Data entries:
*** Block opens ***
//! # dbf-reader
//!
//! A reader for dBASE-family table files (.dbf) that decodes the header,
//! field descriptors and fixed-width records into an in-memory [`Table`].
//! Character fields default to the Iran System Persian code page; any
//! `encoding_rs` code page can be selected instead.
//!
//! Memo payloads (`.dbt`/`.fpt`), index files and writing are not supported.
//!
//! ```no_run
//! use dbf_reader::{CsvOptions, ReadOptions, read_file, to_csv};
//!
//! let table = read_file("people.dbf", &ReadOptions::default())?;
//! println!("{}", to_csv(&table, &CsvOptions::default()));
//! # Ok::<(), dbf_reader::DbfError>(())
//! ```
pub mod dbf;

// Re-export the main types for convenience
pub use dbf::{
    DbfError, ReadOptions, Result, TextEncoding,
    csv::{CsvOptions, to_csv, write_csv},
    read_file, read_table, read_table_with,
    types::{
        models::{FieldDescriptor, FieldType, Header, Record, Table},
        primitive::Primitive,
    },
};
*** Block closes ***
*** Block opens ***
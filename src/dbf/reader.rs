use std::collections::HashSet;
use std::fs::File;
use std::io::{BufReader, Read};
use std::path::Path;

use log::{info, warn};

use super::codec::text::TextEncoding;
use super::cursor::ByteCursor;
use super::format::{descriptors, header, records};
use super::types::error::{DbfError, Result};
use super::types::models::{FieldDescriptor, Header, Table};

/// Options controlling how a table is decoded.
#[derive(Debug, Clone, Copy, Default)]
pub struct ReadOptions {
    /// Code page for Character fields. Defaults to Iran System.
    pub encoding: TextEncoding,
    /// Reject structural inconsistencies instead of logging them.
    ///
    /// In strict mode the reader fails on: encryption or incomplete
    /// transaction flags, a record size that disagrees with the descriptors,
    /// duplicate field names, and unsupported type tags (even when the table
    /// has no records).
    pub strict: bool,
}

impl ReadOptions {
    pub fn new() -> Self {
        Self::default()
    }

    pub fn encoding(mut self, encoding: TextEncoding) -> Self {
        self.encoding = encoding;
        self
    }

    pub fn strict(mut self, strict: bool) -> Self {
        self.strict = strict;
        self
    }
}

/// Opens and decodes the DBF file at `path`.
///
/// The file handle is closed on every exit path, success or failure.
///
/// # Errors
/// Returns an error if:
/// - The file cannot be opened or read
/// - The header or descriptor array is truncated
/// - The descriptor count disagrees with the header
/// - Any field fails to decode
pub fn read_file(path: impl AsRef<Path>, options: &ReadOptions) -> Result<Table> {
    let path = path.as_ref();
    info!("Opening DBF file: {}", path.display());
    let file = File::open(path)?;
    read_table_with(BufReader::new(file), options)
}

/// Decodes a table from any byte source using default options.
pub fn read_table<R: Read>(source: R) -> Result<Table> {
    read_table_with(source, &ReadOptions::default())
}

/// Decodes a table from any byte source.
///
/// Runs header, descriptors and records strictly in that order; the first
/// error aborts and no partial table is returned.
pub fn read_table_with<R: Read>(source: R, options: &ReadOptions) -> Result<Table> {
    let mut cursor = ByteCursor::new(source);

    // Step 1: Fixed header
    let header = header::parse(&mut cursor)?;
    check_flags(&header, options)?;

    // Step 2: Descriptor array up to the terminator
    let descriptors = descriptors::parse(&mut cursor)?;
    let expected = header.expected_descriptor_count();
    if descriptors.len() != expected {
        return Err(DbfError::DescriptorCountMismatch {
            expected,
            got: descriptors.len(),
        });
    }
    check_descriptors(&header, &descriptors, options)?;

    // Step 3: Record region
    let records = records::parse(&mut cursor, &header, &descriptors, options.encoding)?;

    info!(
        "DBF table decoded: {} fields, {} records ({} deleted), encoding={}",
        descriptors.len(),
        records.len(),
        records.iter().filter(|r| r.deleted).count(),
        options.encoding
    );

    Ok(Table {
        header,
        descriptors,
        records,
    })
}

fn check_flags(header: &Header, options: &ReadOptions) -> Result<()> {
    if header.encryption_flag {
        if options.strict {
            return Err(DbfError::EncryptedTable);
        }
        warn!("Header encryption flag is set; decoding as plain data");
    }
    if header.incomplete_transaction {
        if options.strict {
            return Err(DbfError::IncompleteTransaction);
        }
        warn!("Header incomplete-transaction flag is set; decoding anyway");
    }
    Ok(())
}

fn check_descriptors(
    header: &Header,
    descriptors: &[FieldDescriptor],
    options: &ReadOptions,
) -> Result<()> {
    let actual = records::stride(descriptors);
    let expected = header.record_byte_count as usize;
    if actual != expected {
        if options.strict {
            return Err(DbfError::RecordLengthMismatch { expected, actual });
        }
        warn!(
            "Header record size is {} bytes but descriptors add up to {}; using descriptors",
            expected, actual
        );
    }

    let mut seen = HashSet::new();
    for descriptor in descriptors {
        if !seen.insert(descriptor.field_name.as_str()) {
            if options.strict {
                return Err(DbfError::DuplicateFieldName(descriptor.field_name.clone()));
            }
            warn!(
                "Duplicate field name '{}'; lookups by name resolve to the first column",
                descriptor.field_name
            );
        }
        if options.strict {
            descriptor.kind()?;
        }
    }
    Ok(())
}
*** Block closes ***
◆ The task
Every line of the entries above that includes "bool" should be copied.

◆ Response box
    pub strict: bool,
    pub fn strict(mut self, strict: bool) -> Self {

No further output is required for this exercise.